## Aim of the exercise
Going through the entries below, tally the lines that hold the word "StatusCode" and state the result alone.

Collected data
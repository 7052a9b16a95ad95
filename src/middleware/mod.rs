pub mod auth;
pub mod response;

pub use auth::{authenticate_jwt, ensure_admin, ensure_correct_user_or_admin, ensure_logged_in, AuthUser};
pub use response::{ApiResponse, ApiResult};
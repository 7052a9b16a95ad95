mod common;

use anyhow::Result;
use reqwest::StatusCode;

#[tokio::test]
async fn root_describes_the_api() -> Result<()> {
    let server = common::ensure_server().await?;

    let res = reqwest::get(&server.base_url).await?;
    assert_eq!(res.status(), StatusCode::OK);

    let body = res.json::<serde_json::Value>().await?;
    assert_eq!(body["success"], true);
    assert_eq!(body["data"]["name"], "Jobly API");
    Ok(())
}

#[tokio::test]
async fn health_endpoint_responds() -> Result<()> {
    let server = common::ensure_server().await?;

    let res = reqwest::get(format!("{}/health", server.base_url)).await?;

    // 503 when no database is reachable from the test environment
    assert!(
        res.status() == StatusCode::OK || res.status() == StatusCode::SERVICE_UNAVAILABLE,
        "unexpected status: {}",
        res.status()
    );
    let _body = res.json::<serde_json::Value>().await?;
    Ok(())
}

## Your solution
3